> [Problem to solve]
In the listing below, find the line containing "parse on embedded" and the line containing "use serde::Deserialize;". Repeat exactly those two lines and every line between them, nothing more.

> [Data to examine]
-*-*-

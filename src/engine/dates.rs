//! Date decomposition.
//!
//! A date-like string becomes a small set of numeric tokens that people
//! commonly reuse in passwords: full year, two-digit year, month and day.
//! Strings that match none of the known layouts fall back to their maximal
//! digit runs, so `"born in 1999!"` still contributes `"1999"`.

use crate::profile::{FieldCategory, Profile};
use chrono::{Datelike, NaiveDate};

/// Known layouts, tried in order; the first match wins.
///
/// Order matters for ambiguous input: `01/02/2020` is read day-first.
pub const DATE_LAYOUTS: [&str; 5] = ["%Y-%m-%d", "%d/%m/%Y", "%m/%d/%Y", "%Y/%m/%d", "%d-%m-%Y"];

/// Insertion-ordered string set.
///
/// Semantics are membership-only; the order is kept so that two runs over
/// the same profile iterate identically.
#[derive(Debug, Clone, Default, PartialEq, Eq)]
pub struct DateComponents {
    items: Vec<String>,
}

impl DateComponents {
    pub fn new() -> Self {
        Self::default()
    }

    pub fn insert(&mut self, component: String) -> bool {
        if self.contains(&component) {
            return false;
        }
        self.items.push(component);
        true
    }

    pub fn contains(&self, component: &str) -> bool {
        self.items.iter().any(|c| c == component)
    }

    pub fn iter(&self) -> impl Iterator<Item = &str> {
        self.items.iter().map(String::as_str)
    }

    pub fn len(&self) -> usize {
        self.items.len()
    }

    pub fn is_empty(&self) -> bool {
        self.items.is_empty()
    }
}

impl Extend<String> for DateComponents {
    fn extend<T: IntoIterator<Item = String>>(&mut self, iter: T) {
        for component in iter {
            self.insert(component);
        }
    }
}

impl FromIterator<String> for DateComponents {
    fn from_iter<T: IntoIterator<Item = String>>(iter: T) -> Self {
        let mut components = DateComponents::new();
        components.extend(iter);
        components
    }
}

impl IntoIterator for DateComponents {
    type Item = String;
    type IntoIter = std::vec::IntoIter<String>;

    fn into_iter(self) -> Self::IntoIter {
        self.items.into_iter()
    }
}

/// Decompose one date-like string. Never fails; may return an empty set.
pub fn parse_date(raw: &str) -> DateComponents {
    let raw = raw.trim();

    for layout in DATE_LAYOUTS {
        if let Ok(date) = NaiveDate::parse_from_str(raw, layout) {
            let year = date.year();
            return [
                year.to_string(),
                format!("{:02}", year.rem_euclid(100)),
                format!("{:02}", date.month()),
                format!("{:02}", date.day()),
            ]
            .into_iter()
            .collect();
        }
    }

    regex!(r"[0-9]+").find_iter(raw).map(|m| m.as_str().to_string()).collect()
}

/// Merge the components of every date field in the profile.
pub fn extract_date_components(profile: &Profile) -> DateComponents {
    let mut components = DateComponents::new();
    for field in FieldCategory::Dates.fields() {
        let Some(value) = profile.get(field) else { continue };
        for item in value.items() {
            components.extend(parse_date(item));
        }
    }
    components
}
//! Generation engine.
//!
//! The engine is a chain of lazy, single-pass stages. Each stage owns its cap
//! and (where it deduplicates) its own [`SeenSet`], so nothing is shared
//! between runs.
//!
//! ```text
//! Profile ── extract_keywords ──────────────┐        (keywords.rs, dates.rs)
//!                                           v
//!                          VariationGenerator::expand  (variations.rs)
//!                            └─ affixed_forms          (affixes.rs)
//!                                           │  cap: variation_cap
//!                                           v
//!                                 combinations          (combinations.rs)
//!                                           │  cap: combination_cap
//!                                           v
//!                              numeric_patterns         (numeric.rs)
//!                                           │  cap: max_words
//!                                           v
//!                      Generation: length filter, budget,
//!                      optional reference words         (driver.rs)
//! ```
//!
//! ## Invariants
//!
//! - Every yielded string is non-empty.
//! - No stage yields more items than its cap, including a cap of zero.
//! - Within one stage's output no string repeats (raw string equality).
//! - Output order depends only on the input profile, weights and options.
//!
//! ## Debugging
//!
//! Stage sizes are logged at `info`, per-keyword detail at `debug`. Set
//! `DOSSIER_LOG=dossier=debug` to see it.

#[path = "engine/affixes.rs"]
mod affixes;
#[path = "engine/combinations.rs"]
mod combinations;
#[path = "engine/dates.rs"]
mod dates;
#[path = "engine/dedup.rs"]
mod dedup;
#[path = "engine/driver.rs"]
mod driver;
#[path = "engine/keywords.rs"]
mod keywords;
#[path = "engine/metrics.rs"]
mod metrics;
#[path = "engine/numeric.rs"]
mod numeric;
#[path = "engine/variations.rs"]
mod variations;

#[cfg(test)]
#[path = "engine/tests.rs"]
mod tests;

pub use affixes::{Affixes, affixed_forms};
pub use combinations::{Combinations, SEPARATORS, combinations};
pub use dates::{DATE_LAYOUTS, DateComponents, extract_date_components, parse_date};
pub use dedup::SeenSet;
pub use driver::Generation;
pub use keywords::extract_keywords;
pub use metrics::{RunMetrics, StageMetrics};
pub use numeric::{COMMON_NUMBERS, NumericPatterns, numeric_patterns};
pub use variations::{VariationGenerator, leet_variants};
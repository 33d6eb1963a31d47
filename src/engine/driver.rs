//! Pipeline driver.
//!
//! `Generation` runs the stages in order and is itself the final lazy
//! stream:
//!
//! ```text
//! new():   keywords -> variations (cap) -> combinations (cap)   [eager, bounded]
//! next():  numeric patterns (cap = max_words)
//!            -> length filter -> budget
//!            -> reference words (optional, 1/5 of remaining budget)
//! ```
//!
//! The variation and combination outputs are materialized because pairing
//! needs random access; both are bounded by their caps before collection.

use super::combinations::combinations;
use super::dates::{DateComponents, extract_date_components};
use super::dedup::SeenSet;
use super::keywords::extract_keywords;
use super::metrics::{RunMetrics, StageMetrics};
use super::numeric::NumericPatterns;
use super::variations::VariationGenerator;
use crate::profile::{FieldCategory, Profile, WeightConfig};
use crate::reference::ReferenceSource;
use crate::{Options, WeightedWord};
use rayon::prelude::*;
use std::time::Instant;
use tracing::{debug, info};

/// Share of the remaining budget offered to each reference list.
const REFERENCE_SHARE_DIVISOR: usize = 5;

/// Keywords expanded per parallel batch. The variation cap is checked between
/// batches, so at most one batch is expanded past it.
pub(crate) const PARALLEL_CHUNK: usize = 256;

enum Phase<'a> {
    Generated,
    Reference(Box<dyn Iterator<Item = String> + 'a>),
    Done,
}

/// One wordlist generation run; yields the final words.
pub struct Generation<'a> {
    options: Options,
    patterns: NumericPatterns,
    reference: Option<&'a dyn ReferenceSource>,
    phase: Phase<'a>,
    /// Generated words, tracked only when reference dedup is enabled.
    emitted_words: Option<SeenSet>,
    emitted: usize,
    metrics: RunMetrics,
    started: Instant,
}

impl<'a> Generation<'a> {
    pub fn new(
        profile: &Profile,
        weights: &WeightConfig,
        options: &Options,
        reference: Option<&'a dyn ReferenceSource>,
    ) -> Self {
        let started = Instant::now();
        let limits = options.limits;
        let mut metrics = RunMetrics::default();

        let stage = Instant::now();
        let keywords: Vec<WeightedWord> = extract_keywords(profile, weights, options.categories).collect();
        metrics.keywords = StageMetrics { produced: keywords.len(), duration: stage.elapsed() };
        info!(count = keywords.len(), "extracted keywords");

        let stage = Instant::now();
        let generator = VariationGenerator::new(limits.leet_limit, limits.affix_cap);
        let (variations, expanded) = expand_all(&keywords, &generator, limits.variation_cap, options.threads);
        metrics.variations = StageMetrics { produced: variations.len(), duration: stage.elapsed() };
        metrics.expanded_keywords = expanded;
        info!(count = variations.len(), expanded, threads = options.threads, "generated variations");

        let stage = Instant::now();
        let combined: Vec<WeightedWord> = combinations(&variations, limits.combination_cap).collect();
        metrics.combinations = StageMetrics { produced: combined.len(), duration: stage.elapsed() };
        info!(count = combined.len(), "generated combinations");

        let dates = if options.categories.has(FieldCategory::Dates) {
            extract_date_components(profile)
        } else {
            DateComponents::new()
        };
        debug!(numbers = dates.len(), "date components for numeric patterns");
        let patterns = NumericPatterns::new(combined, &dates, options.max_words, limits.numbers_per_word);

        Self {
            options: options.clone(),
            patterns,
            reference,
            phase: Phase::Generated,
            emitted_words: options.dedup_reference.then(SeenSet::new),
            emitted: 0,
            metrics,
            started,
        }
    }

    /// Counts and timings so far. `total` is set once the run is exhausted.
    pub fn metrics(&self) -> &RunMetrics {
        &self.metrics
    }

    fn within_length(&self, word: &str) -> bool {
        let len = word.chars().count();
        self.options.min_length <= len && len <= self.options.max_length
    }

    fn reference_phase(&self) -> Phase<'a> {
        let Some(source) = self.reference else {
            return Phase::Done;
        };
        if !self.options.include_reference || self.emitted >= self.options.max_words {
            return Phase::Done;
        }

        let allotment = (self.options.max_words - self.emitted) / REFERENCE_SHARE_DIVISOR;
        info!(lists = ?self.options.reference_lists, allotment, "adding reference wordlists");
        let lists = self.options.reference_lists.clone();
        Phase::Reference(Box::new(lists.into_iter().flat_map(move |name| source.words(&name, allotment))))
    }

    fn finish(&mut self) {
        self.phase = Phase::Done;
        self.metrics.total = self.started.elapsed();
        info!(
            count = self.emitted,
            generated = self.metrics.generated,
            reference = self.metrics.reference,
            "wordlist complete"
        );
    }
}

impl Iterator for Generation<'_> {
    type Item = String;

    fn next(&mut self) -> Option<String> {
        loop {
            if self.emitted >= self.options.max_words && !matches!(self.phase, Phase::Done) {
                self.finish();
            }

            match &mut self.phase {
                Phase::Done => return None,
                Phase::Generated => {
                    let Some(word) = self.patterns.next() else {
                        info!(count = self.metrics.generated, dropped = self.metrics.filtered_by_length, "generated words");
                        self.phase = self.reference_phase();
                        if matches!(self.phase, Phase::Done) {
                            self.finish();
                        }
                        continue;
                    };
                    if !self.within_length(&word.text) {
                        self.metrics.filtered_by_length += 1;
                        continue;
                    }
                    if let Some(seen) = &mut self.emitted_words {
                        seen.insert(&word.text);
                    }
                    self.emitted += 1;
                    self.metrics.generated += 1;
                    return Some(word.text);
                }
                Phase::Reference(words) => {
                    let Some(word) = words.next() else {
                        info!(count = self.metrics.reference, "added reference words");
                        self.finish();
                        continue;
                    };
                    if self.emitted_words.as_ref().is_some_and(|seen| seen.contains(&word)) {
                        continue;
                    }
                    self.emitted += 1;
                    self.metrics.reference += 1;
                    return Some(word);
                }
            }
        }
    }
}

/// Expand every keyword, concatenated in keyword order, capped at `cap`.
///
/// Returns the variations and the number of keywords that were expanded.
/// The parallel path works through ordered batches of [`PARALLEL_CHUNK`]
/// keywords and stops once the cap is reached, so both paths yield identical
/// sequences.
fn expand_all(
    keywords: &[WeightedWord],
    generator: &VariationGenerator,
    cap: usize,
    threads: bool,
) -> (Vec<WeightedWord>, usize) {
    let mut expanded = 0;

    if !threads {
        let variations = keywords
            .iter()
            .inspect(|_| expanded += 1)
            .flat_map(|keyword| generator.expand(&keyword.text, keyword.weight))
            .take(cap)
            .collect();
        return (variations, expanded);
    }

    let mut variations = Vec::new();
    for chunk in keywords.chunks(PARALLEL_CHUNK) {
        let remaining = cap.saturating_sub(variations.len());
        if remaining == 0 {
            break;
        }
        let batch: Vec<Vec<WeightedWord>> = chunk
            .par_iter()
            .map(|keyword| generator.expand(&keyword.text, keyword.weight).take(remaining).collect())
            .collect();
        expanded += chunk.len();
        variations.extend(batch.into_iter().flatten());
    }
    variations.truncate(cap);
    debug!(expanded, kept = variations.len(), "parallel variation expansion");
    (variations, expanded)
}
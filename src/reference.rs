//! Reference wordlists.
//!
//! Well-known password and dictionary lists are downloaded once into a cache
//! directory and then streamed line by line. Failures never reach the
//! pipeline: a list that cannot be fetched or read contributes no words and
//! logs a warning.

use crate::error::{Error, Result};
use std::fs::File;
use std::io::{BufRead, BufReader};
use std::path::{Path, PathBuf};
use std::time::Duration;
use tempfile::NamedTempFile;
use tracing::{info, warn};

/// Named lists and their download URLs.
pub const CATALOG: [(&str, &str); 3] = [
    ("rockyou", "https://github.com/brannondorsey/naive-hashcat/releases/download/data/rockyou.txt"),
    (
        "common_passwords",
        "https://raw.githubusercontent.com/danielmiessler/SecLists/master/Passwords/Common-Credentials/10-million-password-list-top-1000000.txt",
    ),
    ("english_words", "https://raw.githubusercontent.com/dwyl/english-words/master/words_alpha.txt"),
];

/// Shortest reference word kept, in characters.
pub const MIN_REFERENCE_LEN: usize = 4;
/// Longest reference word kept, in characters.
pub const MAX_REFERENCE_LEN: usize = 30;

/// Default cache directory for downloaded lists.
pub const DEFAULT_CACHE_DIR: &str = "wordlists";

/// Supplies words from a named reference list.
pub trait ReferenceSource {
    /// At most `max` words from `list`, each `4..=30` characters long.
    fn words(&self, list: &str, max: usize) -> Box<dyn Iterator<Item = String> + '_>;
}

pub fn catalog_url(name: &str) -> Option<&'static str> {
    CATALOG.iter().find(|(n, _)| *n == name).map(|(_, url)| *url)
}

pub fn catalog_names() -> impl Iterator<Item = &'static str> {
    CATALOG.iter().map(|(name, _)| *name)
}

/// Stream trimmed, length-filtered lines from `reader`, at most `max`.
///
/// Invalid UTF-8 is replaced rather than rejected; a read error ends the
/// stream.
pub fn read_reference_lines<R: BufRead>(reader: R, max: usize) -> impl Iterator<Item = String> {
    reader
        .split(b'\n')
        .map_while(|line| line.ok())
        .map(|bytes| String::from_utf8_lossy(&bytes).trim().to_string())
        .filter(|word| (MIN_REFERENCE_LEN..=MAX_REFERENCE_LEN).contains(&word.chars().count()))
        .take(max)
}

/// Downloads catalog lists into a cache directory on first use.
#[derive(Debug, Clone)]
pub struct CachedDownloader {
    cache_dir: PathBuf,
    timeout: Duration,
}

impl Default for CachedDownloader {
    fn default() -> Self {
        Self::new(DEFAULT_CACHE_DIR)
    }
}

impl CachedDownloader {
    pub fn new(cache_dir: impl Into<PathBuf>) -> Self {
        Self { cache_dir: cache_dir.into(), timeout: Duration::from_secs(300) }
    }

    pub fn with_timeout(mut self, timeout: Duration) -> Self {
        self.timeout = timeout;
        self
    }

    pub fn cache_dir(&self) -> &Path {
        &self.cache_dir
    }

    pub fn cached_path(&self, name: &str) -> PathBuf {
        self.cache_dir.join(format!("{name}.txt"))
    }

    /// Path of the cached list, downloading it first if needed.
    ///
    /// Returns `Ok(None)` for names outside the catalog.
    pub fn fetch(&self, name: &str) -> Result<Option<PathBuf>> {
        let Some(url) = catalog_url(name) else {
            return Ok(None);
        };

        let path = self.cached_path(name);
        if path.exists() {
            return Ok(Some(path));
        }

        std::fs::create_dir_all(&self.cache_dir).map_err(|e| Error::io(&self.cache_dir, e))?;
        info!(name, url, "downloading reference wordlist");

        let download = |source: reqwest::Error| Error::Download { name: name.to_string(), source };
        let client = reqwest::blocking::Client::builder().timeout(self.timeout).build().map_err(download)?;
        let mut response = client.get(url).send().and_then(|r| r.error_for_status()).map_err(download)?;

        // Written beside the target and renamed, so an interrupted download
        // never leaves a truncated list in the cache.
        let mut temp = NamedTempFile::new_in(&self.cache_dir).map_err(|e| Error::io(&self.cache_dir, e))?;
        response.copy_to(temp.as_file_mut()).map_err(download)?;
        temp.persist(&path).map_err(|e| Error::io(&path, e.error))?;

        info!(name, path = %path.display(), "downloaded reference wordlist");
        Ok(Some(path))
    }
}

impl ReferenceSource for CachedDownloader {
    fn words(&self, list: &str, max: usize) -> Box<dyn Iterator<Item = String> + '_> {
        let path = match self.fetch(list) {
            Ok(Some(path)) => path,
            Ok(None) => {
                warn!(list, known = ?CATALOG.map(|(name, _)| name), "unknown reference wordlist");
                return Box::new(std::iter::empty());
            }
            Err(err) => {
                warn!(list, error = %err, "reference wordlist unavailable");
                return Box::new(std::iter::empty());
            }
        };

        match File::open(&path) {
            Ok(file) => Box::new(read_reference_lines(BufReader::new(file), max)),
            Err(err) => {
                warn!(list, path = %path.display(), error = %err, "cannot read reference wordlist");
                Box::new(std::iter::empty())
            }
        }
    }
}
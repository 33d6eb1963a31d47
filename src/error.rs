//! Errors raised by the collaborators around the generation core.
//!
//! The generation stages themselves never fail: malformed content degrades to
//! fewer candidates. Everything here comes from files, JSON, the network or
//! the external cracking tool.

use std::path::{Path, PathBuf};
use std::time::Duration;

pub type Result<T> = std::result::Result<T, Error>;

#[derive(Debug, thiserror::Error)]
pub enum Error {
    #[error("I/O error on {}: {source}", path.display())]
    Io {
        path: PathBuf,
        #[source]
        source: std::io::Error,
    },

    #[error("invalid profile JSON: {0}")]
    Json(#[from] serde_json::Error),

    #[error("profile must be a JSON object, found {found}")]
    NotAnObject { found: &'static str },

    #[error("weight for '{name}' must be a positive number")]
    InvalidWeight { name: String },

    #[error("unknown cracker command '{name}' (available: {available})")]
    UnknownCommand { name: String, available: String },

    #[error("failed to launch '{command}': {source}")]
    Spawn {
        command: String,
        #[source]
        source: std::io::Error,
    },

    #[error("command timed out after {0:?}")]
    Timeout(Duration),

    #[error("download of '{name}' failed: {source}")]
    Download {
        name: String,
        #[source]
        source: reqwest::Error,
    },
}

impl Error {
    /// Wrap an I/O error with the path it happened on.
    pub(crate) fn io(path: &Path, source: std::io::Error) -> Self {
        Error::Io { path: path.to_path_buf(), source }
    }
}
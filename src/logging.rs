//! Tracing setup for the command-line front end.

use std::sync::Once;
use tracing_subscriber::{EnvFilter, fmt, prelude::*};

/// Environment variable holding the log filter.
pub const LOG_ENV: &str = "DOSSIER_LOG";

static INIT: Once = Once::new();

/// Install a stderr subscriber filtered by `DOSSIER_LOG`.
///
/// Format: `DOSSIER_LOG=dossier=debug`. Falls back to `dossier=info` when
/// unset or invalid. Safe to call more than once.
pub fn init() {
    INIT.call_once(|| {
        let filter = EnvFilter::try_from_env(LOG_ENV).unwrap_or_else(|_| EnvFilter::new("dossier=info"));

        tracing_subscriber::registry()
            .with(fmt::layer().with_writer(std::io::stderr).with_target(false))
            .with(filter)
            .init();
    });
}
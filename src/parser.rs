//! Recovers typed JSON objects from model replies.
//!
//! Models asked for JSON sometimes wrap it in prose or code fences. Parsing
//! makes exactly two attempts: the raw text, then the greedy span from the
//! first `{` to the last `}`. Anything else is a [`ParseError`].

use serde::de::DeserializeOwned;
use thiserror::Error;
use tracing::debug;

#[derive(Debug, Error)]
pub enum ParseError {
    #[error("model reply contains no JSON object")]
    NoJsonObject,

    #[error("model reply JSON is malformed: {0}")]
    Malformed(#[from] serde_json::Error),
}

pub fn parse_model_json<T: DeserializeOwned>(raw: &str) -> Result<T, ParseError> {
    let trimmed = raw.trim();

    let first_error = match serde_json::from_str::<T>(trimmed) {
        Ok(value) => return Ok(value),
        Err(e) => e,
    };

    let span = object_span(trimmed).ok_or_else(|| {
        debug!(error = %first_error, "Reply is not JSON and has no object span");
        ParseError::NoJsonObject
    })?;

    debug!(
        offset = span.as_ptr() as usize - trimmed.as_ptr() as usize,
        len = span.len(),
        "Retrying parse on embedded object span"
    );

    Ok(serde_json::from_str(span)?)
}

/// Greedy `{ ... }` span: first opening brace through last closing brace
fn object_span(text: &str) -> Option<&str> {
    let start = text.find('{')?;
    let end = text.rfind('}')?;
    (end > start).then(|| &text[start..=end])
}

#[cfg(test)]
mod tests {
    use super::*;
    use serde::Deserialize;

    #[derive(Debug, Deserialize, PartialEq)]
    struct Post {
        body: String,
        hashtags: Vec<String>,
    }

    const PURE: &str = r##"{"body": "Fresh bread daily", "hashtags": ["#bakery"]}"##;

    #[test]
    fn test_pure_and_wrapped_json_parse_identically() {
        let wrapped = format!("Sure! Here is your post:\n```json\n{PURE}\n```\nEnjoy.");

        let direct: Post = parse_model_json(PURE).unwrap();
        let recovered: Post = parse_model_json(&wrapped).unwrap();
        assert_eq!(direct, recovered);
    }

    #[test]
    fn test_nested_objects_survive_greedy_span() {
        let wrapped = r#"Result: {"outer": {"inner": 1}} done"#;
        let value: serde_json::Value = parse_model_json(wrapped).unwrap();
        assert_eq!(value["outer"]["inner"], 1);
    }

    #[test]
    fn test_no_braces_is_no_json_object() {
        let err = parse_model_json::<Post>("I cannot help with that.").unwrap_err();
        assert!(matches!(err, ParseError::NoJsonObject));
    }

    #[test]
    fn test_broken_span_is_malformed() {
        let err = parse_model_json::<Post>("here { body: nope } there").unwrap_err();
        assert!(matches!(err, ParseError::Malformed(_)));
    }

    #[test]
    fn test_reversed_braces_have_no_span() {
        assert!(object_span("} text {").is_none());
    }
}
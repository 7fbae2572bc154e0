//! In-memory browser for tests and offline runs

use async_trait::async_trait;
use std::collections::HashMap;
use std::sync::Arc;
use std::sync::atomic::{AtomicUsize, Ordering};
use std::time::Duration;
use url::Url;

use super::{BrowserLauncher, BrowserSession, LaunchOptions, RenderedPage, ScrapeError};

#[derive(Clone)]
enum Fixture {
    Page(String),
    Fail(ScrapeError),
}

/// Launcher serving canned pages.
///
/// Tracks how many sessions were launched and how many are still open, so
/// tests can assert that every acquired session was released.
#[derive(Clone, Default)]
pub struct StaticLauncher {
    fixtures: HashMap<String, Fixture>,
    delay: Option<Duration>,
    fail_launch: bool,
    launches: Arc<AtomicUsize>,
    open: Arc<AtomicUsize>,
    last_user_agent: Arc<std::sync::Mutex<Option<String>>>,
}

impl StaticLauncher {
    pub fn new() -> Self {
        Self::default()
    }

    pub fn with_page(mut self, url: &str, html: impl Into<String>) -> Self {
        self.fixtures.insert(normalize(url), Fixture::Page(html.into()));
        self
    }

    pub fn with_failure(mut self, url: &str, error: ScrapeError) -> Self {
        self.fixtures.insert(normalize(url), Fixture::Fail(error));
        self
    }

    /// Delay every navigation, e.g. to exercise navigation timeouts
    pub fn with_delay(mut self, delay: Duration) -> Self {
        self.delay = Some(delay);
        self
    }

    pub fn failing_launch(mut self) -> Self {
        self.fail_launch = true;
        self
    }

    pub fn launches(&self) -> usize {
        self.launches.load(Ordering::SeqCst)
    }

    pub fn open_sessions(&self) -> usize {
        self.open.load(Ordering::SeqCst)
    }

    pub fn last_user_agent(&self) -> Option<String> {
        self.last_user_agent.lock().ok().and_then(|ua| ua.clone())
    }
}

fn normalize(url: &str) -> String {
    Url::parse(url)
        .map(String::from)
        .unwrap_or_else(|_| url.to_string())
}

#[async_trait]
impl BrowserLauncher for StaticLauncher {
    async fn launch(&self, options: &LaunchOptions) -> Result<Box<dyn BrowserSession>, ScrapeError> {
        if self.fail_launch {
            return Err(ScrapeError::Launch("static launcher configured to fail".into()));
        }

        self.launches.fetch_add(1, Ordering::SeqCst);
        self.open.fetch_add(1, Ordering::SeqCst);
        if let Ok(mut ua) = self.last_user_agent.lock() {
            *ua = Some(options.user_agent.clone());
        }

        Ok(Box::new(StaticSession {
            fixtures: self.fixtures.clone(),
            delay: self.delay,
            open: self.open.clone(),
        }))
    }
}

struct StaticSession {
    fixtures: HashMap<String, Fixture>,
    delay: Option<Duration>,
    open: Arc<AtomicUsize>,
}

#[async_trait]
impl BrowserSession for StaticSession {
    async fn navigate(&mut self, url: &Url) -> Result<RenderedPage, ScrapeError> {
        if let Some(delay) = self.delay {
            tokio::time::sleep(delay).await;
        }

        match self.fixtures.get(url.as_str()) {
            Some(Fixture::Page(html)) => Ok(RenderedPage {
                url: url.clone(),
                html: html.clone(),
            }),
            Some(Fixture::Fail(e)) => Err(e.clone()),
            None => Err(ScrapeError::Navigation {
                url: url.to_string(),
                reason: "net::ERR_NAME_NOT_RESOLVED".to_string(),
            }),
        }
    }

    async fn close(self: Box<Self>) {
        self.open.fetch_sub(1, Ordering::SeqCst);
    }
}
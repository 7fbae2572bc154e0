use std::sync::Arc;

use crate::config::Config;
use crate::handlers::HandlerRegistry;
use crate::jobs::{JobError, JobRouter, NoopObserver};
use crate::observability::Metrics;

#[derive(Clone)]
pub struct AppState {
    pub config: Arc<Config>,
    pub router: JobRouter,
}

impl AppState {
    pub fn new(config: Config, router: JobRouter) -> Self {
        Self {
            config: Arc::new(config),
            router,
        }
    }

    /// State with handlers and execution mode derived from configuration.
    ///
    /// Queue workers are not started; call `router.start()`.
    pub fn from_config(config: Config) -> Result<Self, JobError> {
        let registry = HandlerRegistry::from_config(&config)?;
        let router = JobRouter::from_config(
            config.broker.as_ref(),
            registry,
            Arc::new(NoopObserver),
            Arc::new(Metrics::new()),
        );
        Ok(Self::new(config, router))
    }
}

-*-*-

> [Task result]
        "Retrying parse on embedded object span"
    );

    Ok(serde_json::from_str(span)?)
}

/// Greedy `{ ... }` span: first opening brace through last closing brace
fn object_span(text: &str) -> Option<&str> {
    let start = text.find('{')?;
    let end = text.rfind('}')?;
    (end > start).then(|| &text[start..=end])
}

#[cfg(test)]
mod tests {
    use super::*;
    use serde::Deserialize;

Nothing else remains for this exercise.